*AIM OF THE TASK*
From the listing below, pull out every line where the string "HashMap" appears.

*PROVIDED RECORDS*
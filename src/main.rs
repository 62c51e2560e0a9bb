use std::collections::{HashMap, HashSet};
use std::path::{Path, PathBuf};
use std::sync::Arc;

use anyhow::{Context, Result};
use clap::{Parser, Subcommand};
use indicatif::{ProgressBar, ProgressStyle};
use serde_json::json;
use tokio::sync::RwLock;
use tokio_util::sync::CancellationToken;
use tracing::info;
use tracing_subscriber::EnvFilter;

use ragindex::config::{Config, DEFAULT_CONFIG_PATH};
use ragindex::index::{ApproximateConfig, VectorIndex};
use ragindex::indexer::IndexBuilder;
use ragindex::models::Document;
use ragindex::qa::Orchestrator;
use ragindex::retriever::Retriever;
use ragindex::{embedder, generator};

#[derive(Parser)]
#[command(name = "ragindex")]
#[command(about = "Chunk, embed and search documents, then answer questions over them", long_about = None)]
#[command(version)]
struct Cli {
    /// Path to the JSON configuration file
    #[arg(short, long, global = true, default_value = DEFAULT_CONFIG_PATH)]
    config: String,

    #[command(subcommand)]
    command: Commands,
}

#[derive(Subcommand)]
enum Commands {
    /// Chunk and embed text files, then write the index file
    Index {
        /// Text files to index; each file becomes one document named after its
        /// stem, so stems must be unique
        #[arg(required = true)]
        files: Vec<PathBuf>,

        /// Append to the existing index instead of replacing it
        #[arg(long)]
        append: bool,
    },

    /// Print the chunks most similar to a query as JSON
    Search {
        query: String,

        /// Number of results (defaults to `top_k` from the config)
        #[arg(short)]
        k: Option<usize>,
    },

    /// Answer a question from the indexed documents
    Ask {
        query: String,

        #[arg(short)]
        k: Option<usize>,

        /// Context budget in characters (defaults to `max_context_chars`)
        #[arg(long)]
        max_context_chars: Option<usize>,
    },

    /// Show index metadata
    Stats,
}

#[tokio::main]
async fn main() -> Result<()> {
    tracing_subscriber::fmt()
        .with_env_filter(EnvFilter::try_from_default_env().unwrap_or_else(|_| "info".into()))
        .with_writer(std::io::stderr)
        .init();

    let cli = Cli::parse();

    // 1. Load and check config
    let config = Config::load(&cli.config)?;
    config.validate().context("invalid configuration")?;

    match cli.command {
        Commands::Index { files, append } => index(&config, &files, append).await,
        Commands::Search { query, k } => search(&config, &query, k.unwrap_or(config.top_k)).await,
        Commands::Ask {
            query,
            k,
            max_context_chars,
        } => {
            ask(
                &config,
                &query,
                k.unwrap_or(config.top_k),
                max_context_chars.unwrap_or(config.max_context_chars),
            )
            .await
        }
        Commands::Stats => stats(&config),
    }
}

fn document_id(path: &Path) -> String {
    path.file_stem()
        .map(|s| s.to_string_lossy().into_owned())
        .unwrap_or_else(|| path.display().to_string())
}

/// Read each file as one document. Chunk ids derive from document ids, so
/// two files with the same stem are rejected before anything is read.
fn read_documents(files: &[PathBuf]) -> Result<Vec<Document>> {
    let mut seen: HashMap<String, &Path> = HashMap::new();
    for path in files {
        let id = document_id(path);
        if let Some(first) = seen.insert(id.clone(), path) {
            anyhow::bail!(
                "{} and {} would both be indexed as document \"{id}\"",
                first.display(),
                path.display()
            );
        }
    }

    files
        .iter()
        .map(|path| {
            let text = std::fs::read_to_string(path)
                .with_context(|| format!("failed to read {}", path.display()))?;
            Ok(Document::new(document_id(path), text))
        })
        .collect()
}

/// Refuse to append documents whose ids the index already holds.
fn ensure_new_documents(index: &VectorIndex, documents: &[Document]) -> Result<()> {
    let existing: HashSet<&str> = index.chunks().map(|c| c.document_id.as_str()).collect();
    if let Some(doc) = documents.iter().find(|d| existing.contains(d.id.as_str())) {
        anyhow::bail!("document \"{}\" is already in the index", doc.id);
    }
    Ok(())
}

fn load_index(config: &Config) -> Result<VectorIndex> {
    let path = Path::new(&config.index.path);
    VectorIndex::load_with(path, ApproximateConfig::from(&config.index))
        .with_context(|| format!("failed to load index {}", path.display()))
}

async fn index(config: &Config, files: &[PathBuf], append: bool) -> Result<()> {
    let documents = read_documents(files)?;
    let embedder = embedder::from_config(config)?;
    let builder = IndexBuilder::from_config(config, embedder);

    let total = builder.chunk_all(&documents)?.len();
    let pb = ProgressBar::new(total as u64);
    pb.set_style(
        ProgressStyle::default_bar()
            .template("  {bar:40.cyan/blue} {pos}/{len} chunks {msg}")?
            .progress_chars("█▓░"),
    );
    let counter = pb.clone();
    let builder = builder.on_progress(Arc::new(move |n| counter.inc(n as u64)));

    let index_path = Path::new(&config.index.path);
    let index = if append && index_path.exists() {
        let mut index = load_index(config)?;
        ensure_new_documents(&index, &documents)?;
        let result = builder.extend(&mut index, &documents).await?;
        info!(
            "appended {} chunks from {} documents",
            result.chunks, result.documents
        );
        index
    } else {
        builder.build(&documents).await?
    };
    pb.finish_and_clear();

    index.persist(index_path)?;
    println!(
        "indexed {} documents into {} ({} chunks)",
        documents.len(),
        index_path.display(),
        index.len()
    );
    Ok(())
}

async fn search(config: &Config, query: &str, k: usize) -> Result<()> {
    let index = load_index(config)?;
    let retriever = Retriever::new(
        embedder::from_config(config)?,
        Arc::new(RwLock::new(index)),
        config.request_timeout(),
    );
    let result = retriever.retrieve(query, k).await?;
    println!("{}", serde_json::to_string_pretty(&result)?);
    Ok(())
}

async fn ask(config: &Config, query: &str, k: usize, max_context_chars: usize) -> Result<()> {
    let index = load_index(config)?;
    let retriever = Retriever::new(
        embedder::from_config(config)?,
        Arc::new(RwLock::new(index)),
        config.request_timeout(),
    );
    let qa = Orchestrator::from_config(config, retriever, generator::from_config(config)?);

    let cancel = CancellationToken::new();
    let trigger = cancel.clone();
    tokio::spawn(async move {
        if tokio::signal::ctrl_c().await.is_ok() {
            trigger.cancel();
        }
    });

    let answer = qa
        .answer_with_cancel(query, k, max_context_chars, &cancel)
        .await?;
    println!("{}", answer.text);
    if !answer.used_chunk_ids.is_empty() {
        println!("\nsources: {}", answer.used_chunk_ids.join(", "));
    }
    Ok(())
}

fn stats(config: &Config) -> Result<()> {
    let index = load_index(config)?;
    let stats = json!({
        "path": config.index.path,
        "count": index.len(),
        "dim": index.dim(),
        "metric": index.metric(),
        "approximate": index.is_approximate(),
        "format_version": ragindex::index::FORMAT_VERSION,
    });
    println!("{}", serde_json::to_string_pretty(&stats)?);
    Ok(())
}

*RESPONSE BOX*
use std::collections::{HashMap, HashSet};
    let mut seen: HashMap<String, &Path> = HashMap::new();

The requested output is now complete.